Yslow (Yahoo) and Page Speed (Google) both have Firefox plug-ins you can use to have a quick appraisal of key pages on your website so you can make them run faster.
Here's one such report from Yslow:
C, well not bad but not best practice either.
Here are the recommendations made by the tool where we didn't score an A:
- Use a content delivery network to speed up delivery of content to people in other places: our server is located in Melbourne primarily for a Melbourne audience so I'm happy to ignore that one.
- Add expires headers: You can select information to expire in a certain duration which means that a subsequent visitor won't reload that content unless it has expired. This seems a sensible suggestion.

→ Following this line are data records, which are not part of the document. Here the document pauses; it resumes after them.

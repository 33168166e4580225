use std::io::{self, Write};

use anyhow::Result;
use clap::Args;
use ugit_diff::diff_trees;
use ugit_history::resolve_name;

use super::open_repo;

#[derive(Args)]
pub struct DiffArgs {
    /// Compare the index against the commit instead of the working tree
    #[arg(long)]
    cached: bool,

    /// The commit to diff against
    #[arg(default_value = "@")]
    commit: String,
}

pub fn run(args: &DiffArgs) -> Result<i32> {
    let repo = open_repo()?;
    let oid = resolve_name(&repo, &args.commit)?;
    let commit = repo.get_commit(&oid)?;
    let from = repo.get_tree(&commit.tree, "")?;

    let to = if args.cached {
        let index = repo.load_index()?;
        index.entries().clone()
    } else {
        repo.get_working_tree()?
    };
    let diff = diff_trees(repo.store(), &from, &to)?;
    io::stdout().write_all(&diff)?;
    Ok(0)
}
use anyhow::Result;
use clap::Args;
use ugit_object::ObjectType;

use super::open_repo;

#[derive(Args)]
pub struct HashObjectArgs {
    /// The file to hash
    file: String,
}

pub fn run(args: &HashObjectArgs) -> Result<i32> {
    let repo = open_repo()?;
    let data = std::fs::read(&args.file)?;
    let oid = repo.store().hash_object(ObjectType::Blob, &data)?;
    println!("{}", oid.to_hex());
    Ok(0)
}
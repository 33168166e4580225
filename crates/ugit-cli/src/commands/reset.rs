use anyhow::Result;
use clap::Args;
use ugit_history::resolve_name;

use super::open_repo;

#[derive(Args)]
pub struct ResetArgs {
    /// The commit to reset HEAD to
    commit: String,
}

pub fn run(args: &ResetArgs) -> Result<i32> {
    let repo = open_repo()?;
    let oid = resolve_name(&repo, &args.commit)?;
    ugit_history::reset(&repo, oid)?;
    println!("HEAD reset to {}", &oid.to_hex()[..10]);
    Ok(0)
}
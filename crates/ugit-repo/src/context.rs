//! The process-wide "current repository" binding.
//!
//! Most operations take a [`Repo`](crate::Repo) handle explicitly and never
//! touch this. It exists for the remote-sync boundary, which needs to read
//! a peer repository's refs "as if" it were the active one without
//! threading a second handle through every ref lookup.

use std::cell::RefCell;
use std::path::{Path, PathBuf};

thread_local! {
    static CURRENT: RefCell<Option<PathBuf>> = const { RefCell::new(None) };
}

/// The working directory of the currently bound repository, if any.
pub fn current() -> Option<PathBuf> {
    CURRENT.with(|c| c.borrow().clone())
}

/// Rebind the current repository to `work_dir` for the duration of `f`,
/// restoring the previous binding on every exit path — including panics,
/// since the guard's `Drop` runs during unwinding.
pub fn scoped<R>(work_dir: impl AsRef<Path>, f: impl FnOnce() -> R) -> R {
    let _guard = Scope::enter(work_dir);
    f()
}

struct Scope {
    previous: Option<PathBuf>,
}

impl Scope {
    fn enter(work_dir: impl AsRef<Path>) -> Self {
        let previous = CURRENT.with(|c| c.replace(Some(work_dir.as_ref().to_path_buf())));
        Self { previous }
    }
}

impl Drop for Scope {
    fn drop(&mut self) {
        CURRENT.with(|c| *c.borrow_mut() = self.previous.take());
    }
}

#[cfg(test)]
mod tests {
    use super::*;

    #[test]
    fn scoped_restores_previous_binding_on_exit() {
        assert_eq!(current(), None);
        scoped("/repo/a", || {
            assert_eq!(current(), Some(PathBuf::from("/repo/a")));
        });
        assert_eq!(current(), None);
    }

    #[test]
    fn scoped_nests_lifo() {
        scoped("/repo/outer", || {
            scoped("/repo/inner", || {
                assert_eq!(current(), Some(PathBuf::from("/repo/inner")));
            });
            assert_eq!(current(), Some(PathBuf::from("/repo/outer")));
        });
    }

    #[test]
    fn scoped_restores_on_panic() {
        let result = std::panic::catch_unwind(|| {
            scoped("/repo/a", || {
                panic!("boom");
            });
        });
        assert!(result.is_err());
        assert_eq!(current(), None);
    }
}
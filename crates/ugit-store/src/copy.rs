use std::fs;

use ugit_hash::ObjectId;

use crate::{ObjectStore, StoreError};

impl ObjectStore {
    /// Copy one object's file, byte for byte, into another store.
    ///
    /// Precondition: the object exists in `self`. A no-op if it already
    /// exists in `other` — content-addressing makes the bytes identical.
    pub fn copy_object_to(&self, oid: &ObjectId, other: &ObjectStore) -> Result<(), StoreError> {
        if other.object_exists(oid) {
            return Ok(());
        }
        let bytes = fs::read(self.object_path(oid)).map_err(|e| {
            if e.kind() == std::io::ErrorKind::NotFound {
                StoreError::NotFound { oid: oid.to_hex() }
            } else {
                StoreError::Io(e)
            }
        })?;
        fs::create_dir_all(&other.objects_dir)?;
        fs::write(other.object_path(oid), bytes)?;
        Ok(())
    }

    /// Copy one object's file, byte for byte, from another store into `self`.
    pub fn copy_object_from(&self, oid: &ObjectId, other: &ObjectStore) -> Result<(), StoreError> {
        other.copy_object_to(oid, self)
    }
}

#[cfg(test)]
mod tests {
    use super::*;
    use ugit_object::ObjectType;

    #[test]
    fn copy_to_transfers_bytes() {
        let src_dir = tempfile::tempdir().unwrap();
        let dst_dir = tempfile::tempdir().unwrap();
        let src = ObjectStore::open(src_dir.path());
        let dst = ObjectStore::open(dst_dir.path());

        let oid = src.hash_object(ObjectType::Blob, b"hello\n").unwrap();
        src.copy_object_to(&oid, &dst).unwrap();

        assert!(dst.object_exists(&oid));
        assert_eq!(dst.get_object(&oid, Some(ObjectType::Blob)).unwrap(), b"hello\n");
    }

    #[test]
    fn copy_missing_object_fails() {
        let src_dir = tempfile::tempdir().unwrap();
        let dst_dir = tempfile::tempdir().unwrap();
        let src = ObjectStore::open(src_dir.path());
        let dst = ObjectStore::open(dst_dir.path());

        let oid = ObjectId::from_hex("0000000000000000000000000000000000000001").unwrap();
        assert!(src.copy_object_to(&oid, &dst).is_err());
    }
}
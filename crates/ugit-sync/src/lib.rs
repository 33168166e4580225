//! Remote synchronization. A "remote" is the filesystem path of
//! another repository; there is no network transport.

mod error;
mod fetch;
mod push;

pub use error::SyncError;
pub use fetch::fetch;
pub use push::push;

/// Where a remote's branch heads live, and where fetched heads are
/// mirrored locally.
const REMOTE_HEADS_PREFIX: &str = "refs/heads/";
const LOCAL_REMOTE_PREFIX: &str = "refs/remote/";
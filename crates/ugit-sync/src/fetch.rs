use std::path::Path;

use ugit_hash::ObjectId;
use ugit_history::iter_objects_in_commits;
use ugit_ref::{RefName, RefValue};
use ugit_repo::Repo;

use crate::error::SyncError;
use crate::{LOCAL_REMOTE_PREFIX, REMOTE_HEADS_PREFIX};

/// Copy every object reachable from the remote's branch heads into
/// `local`, then mirror those heads into `refs/remote/<name>`.
///
/// Idempotent: objects already present locally are skipped, and
/// re-running against an unchanged remote reproduces the same local
/// state.
pub fn fetch(local: &Repo, remote_path: impl AsRef<Path>) -> Result<(), SyncError> {
    let remote = Repo::open(remote_path);
    let heads = remote_heads(&remote)?;

    let seeds: Vec<ObjectId> = heads.iter().map(|(_, oid)| *oid).collect();
    for oid in iter_objects_in_commits(&remote, seeds)? {
        local.store().copy_object_from(&oid, remote.store())?;
    }

    for (name, oid) in heads {
        let local_name = RefName::new(format!("{LOCAL_REMOTE_PREFIX}{name}"))?;
        local.refs().update_ref(&local_name, &RefValue::Direct(oid), false)?;
    }
    Ok(())
}

fn remote_heads(remote: &Repo) -> Result<Vec<(String, ObjectId)>, SyncError> {
    let mut out = Vec::new();
    for (name, lookup) in remote.refs().iter_refs(REMOTE_HEADS_PREFIX, true)? {
        if let Some(RefValue::Direct(oid)) = lookup.value {
            let short = name.strip_prefix(REMOTE_HEADS_PREFIX).unwrap_or(&name).to_string();
            out.push((short, oid));
        }
    }
    Ok(out)
}
use std::path::PathBuf;

/// Base error type for ugit-utils operations.
#[derive(Debug, thiserror::Error)]
pub enum UtilError {
    #[error("lock file error: {0}")]
    Lock(#[from] LockError),

    #[error("subprocess failed: {command}: {source}")]
    Subprocess {
        command: String,
        #[source]
        source: std::io::Error,
    },

    #[error(transparent)]
    Io(#[from] std::io::Error),
}

/// Lock file specific errors.
#[derive(Debug, thiserror::Error)]
pub enum LockError {
    #[error("unable to create lock file '{path}': already locked")]
    AlreadyLocked { path: PathBuf },

    #[error("unable to create lock file '{path}': {source}")]
    Create {
        path: PathBuf,
        #[source]
        source: std::io::Error,
    },

    #[error("unable to commit lock file '{path}': {source}")]
    Commit {
        path: PathBuf,
        #[source]
        source: std::io::Error,
    },
}
use anyhow::Result;
use clap::Args;

use super::open_repo;

#[derive(Args)]
pub struct WriteTreeArgs {}

pub fn run(_args: &WriteTreeArgs) -> Result<i32> {
    let repo = open_repo()?;
    let oid = repo.write_tree(repo.work_dir())?;
    println!("{}", oid.to_hex());
    Ok(0)
}
//! The object model: blob, tree, and commit parsing and serialization.
//!
//! Objects are persisted as `kind‖0x00‖payload` — framing is the object
//! store's job (see `ugit-store`). This crate deals only in payload bytes.

mod blob;
mod commit;
mod tree;

pub use blob::Blob;
pub use commit::Commit;
pub use tree::{EntryKind, Tree, TreeEntry};

use bstr::BString;

/// Errors produced while parsing or validating object payloads.
#[derive(Debug, thiserror::Error)]
pub enum ObjectError {
    #[error("invalid object kind: {0}")]
    InvalidKind(BString),

    #[error("invalid tree entry at offset {offset}: {reason}")]
    InvalidTreeEntry { offset: usize, reason: String },

    #[error("tree entry name invalid: {0:?}")]
    InvalidEntryName(BString),

    #[error("commit missing required '{field}' header")]
    MissingCommitField { field: &'static str },

    #[error("commit has unknown header '{0}'")]
    UnknownCommitHeader(BString),

    #[error(transparent)]
    Hash(#[from] ugit_hash::HashError),
}

/// The three kinds of objects the store knows how to frame.
#[derive(Debug, Clone, Copy, PartialEq, Eq, Hash)]
pub enum ObjectType {
    Blob,
    Tree,
    Commit,
}

impl ObjectType {
    pub fn from_bytes(s: &[u8]) -> Result<Self, ObjectError> {
        match s {
            b"blob" => Ok(Self::Blob),
            b"tree" => Ok(Self::Tree),
            b"commit" => Ok(Self::Commit),
            _ => Err(ObjectError::InvalidKind(BString::from(s))),
        }
    }

    pub fn as_str(&self) -> &'static str {
        match self {
            Self::Blob => "blob",
            Self::Tree => "tree",
            Self::Commit => "commit",
        }
    }
}

impl std::fmt::Display for ObjectType {
    fn fmt(&self, f: &mut std::fmt::Formatter<'_>) -> std::fmt::Result {
        f.write_str(self.as_str())
    }
}

impl std::str::FromStr for ObjectType {
    type Err = ObjectError;
    fn from_str(s: &str) -> Result<Self, Self::Err> {
        Self::from_bytes(s.as_bytes())
    }
}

- Compress components with gzip: It is suggesting I actually compress key files so that less data needs to be transferred so pages can be loaded more quickly. It also increases the burden on the recipient browser. I'm not about to rush out and do this but I might investigate it.
- Configure Etags: This is about identifying to a recipient that part of a page hasn't changed since they last browsed by giving it a unique ID. I think this sounds like an overkill for a site like ours.
There is also a whole lot of statistics it generates as well as tools you can use to reduce the size of your files - removing whitespaces like carriage returns and spaces, and using lossy compression on images.
There are many other best practice hints and tips these tools generate. You should carefully consider which you wish to implement and in what priority order. Some will definitely increase page speed and others may take you unnecessary time and heartache.
Summary
There are definitely benefits of providing a faster site for your users and the web in general. Consider for example the cumulative effect of these improvements if everyone implemented bandwidth and speed saving techniques on their websites: we'd have a faster web, people would be able to download more before hitting their limits and people on slow connections will have a better experience. Well worth striving for I say!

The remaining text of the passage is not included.